Databricks Community

Jaris · ‎02-16-2024

Hello everyone,

We have switched from DBR 13.3 to 14.3 on our Shared development cluster and I am no longer able to run following read from a delta table with CDC enabled:

data = ( 
    spark.read.format("delta")
	.option("readChangeFeed", "true")
	.option("startingVersion", x)
	.option("endingVersion", x)
	.table(f"bronze.{table_name}")
	.select("GJAHR")
)

The same select works fine on single user cluster with DBR 14.3, on shared cluster with DBR 13.3, as well as when I use following SQL equivalent on shared cluster with DBR 14.3:

SELECT "GJAHR"
    FROM table_changes('bronze.{table_name}', x, x)

The issue seems that it cannot somehow match the selected field to what is available in the table. If I run the code without the .select("GJAHR"), it works fine. Also If I select only the CDC fields like _commit_version all runs well. Here is excerpt from the error message produced by the first code snippet:

AnalysisException: [MISSING_ATTRIBUTES.RESOLVED_ATTRIBUTE_APPEAR_IN_OPERATION] Resolved attribute(s) "GJAHR" missing from "RCLNT", "RLDNR", "RBUKRS", "GJAHR", ...

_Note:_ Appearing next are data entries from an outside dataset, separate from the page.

//! Iris explorer.
//!
//! Two users explore the iris measurements: X and Y selectors, a plot that
//! follows them, a second plot that only refreshes on "go", and a Y selector
//! whose options exclude the current X column. Input events are scripted;
//! every render is logged.
//!
//! ```text
//! RUST_LOG=trellis_core=debug cargo run --bin trellis-demo [config.json]
//! ```

use std::sync::Arc;

use tracing::info;
use tracing_subscriber::EnvFilter;
use trellis_core::{
    Artifact, BoxError, InputEvent, RenderSink, ScatterPlot, Session, SessionConfig,
    SessionHost, Table, WidgetBinding, NO_DEPS,
};

const COLUMNS: [&str; 4] = ["sepal_length", "sepal_width", "petal_length", "petal_width"];

/// First rows of each species.
fn iris() -> trellis_core::Result<Table> {
    Table::new()
        .with_column("sepal_length", [5.1, 4.9, 4.7, 7.0, 6.4, 6.9, 6.3, 5.8, 7.1])?
        .with_column("sepal_width", [3.5, 3.0, 3.2, 3.2, 3.2, 3.1, 3.3, 2.7, 3.0])?
        .with_column("petal_length", [1.4, 1.4, 1.3, 4.7, 4.5, 4.9, 6.0, 5.1, 5.9])?
        .with_column("petal_width", [0.2, 0.2, 0.2, 1.4, 1.5, 1.5, 2.5, 1.9, 2.1])?
        .with_column(
            "species",
            [
                "setosa",
                "setosa",
                "setosa",
                "versicolor",
                "versicolor",
                "versicolor",
                "virginica",
                "virginica",
                "virginica",
            ],
        )
}

fn default_config() -> SessionConfig {
    SessionConfig::default()
        .with_widget(
            WidgetBinding::choice("xcol", COLUMNS)
                .to_signal("x")
                .with_initial("sepal_length"),
        )
        .with_widget(
            WidgetBinding::choice("ycol", COLUMNS)
                .to_signal("y")
                .with_initial("sepal_width"),
        )
        .with_widget(WidgetBinding::action("go"))
}

/// Register the explorer's derivation and effects.
fn install(session: &Session, sink: Arc<dyn RenderSink>) -> trellis_core::Result<()> {
    session.define("dat", |cx| {
        let x = cx.get_str("x")?;
        let y = cx.get_str("y")?;
        Ok(ScatterPlot::from_columns(cx.data()?, &x, &y)?.points_value())
    })?;

    let plots = Arc::clone(&sink);
    session.on_change("plot", NO_DEPS, move |cx| {
        let plot = ScatterPlot::from_value(&cx.get_str("x")?, &cx.get_str("y")?, &cx.get("dat")?)?;
        plots.render("plot", Artifact::Plot(plot))
    })?;

    let plots = Arc::clone(&sink);
    session.on_event("plot_on_go", ["go"], move |cx| {
        let plot = ScatterPlot::from_value(&cx.get_str("x")?, &cx.get_str("y")?, &cx.get("dat")?)?;
        plots.render("plot_on_go", Artifact::Plot(plot))
    })?;

    session.on_change("ycol_choices", NO_DEPS, move |cx| {
        let x = cx.get_str("x")?;
        let options = COLUMNS
            .iter()
            .filter(|column| **column != x)
            .map(|column| column.to_string())
            .collect();
        sink.render(
            "ycol",
            Artifact::Choices {
                options,
                selected: Some(cx.get_str("y")?),
            },
        )
    })?;

    Ok(())
}

#[tokio::main]
async fn main() -> Result<(), BoxError> {
    tracing_subscriber::fmt()
        .with_env_filter(EnvFilter::from_default_env().add_directive(tracing::Level::INFO.into()))
        .init();

    let config = match std::env::args().nth(1) {
        Some(path) => SessionConfig::from_path(path)?,
        None => default_config(),
    };

    let sink: Arc<dyn RenderSink> = Arc::new(|output: &str, artifact: Artifact| -> Result<(), BoxError> {
        info!(output, artifact = %serde_json::to_string(&artifact)?, "render");
        Ok(())
    });

    let host = SessionHost::new(config, move |session| install(session, Arc::clone(&sink)))?
        .with_data(Arc::new(iris()?));

    let alice = host.open()?;
    let bob = host.open()?;
    info!(sessions = ?host.ids(), "sessions ready");

    // Alice switches X; only her plot and Y choices redraw
    let report = alice.dispatch(InputEvent::new("xcol", "petal_length")).await?;
    info!(session = alice.id(), ran = ?report.ran(), "xcol changed");

    // Bob changes both axes in one action, then presses go
    let report = bob
        .dispatch_all(vec![
            InputEvent::new("xcol", "petal_width"),
            InputEvent::new("ycol", "petal_length"),
        ])
        .await?;
    info!(session = bob.id(), ran = ?report.ran(), "axes changed");

    let report = bob.dispatch(InputEvent::press("go")).await?;
    info!(session = bob.id(), ran = ?report.ran(), "go pressed");

    // Rejected before it reaches the session
    if let Err(err) = alice.dispatch(InputEvent::new("xcol", "species_colour")).await {
        info!(session = alice.id(), error = %err, "invalid event rejected");
    }

    info!(session = alice.id(), state = %alice.snapshot().await?, "final state");
    info!(session = bob.id(), state = %bob.snapshot().await?, "final state");

    for id in host.ids() {
        host.close(id).await;
    }
    info!(open = host.len(), "done");
    Ok(())
}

!Project [GJAHR#72222]. Attribute(s) with the same name appear in the operation: "GJAHR".
Please check if the right attribute(s) are used. SQLSTATE: XX000;
Aggregate [count(1) AS count(1)#72723L]
+- !Project [GJAHR#72222]
   +- ...
      +- Relation snpdwh.bronze_sap.acdoca[RCLNT#72724,RLDNR#72725,RBUKRS#72726,GJAHR#72727,...

DBR 14.3 is not be in beta anymore, so all should work fine. Type of compute (except of the mentioned access mode) plays no role. The Databricks is hosted on Azure.

Is this a bug or do you see any errors in my logic?

Thanks.

Jaris · ‎02-16-2024

Hello Kaniz,

Thank you for your comprehensive answer.

Unfortunately none of those points apply to my case. The selected column is present exactly once in the source table and there is no more code, this is all I am running to reproduce the issue:

data = ( spark.read.format("delta")
    .option("readChangeFeed", "true")
    .option("startingVersion", 161)
    .option("endingVersion", 161)
    .table("table_name")
    .select("GJAHR")
)
data.count()

I just switch between 2 computes, one Single User and one Shared, both running on the same DBR 14.3, and I get the error only with the Shared cluster.

Thank you.

Jaris · ‎02-16-2024

Hello Kaniz,

Thanks again for your effort.

I have tried everything, except the column alias in this form, but that didn't help either.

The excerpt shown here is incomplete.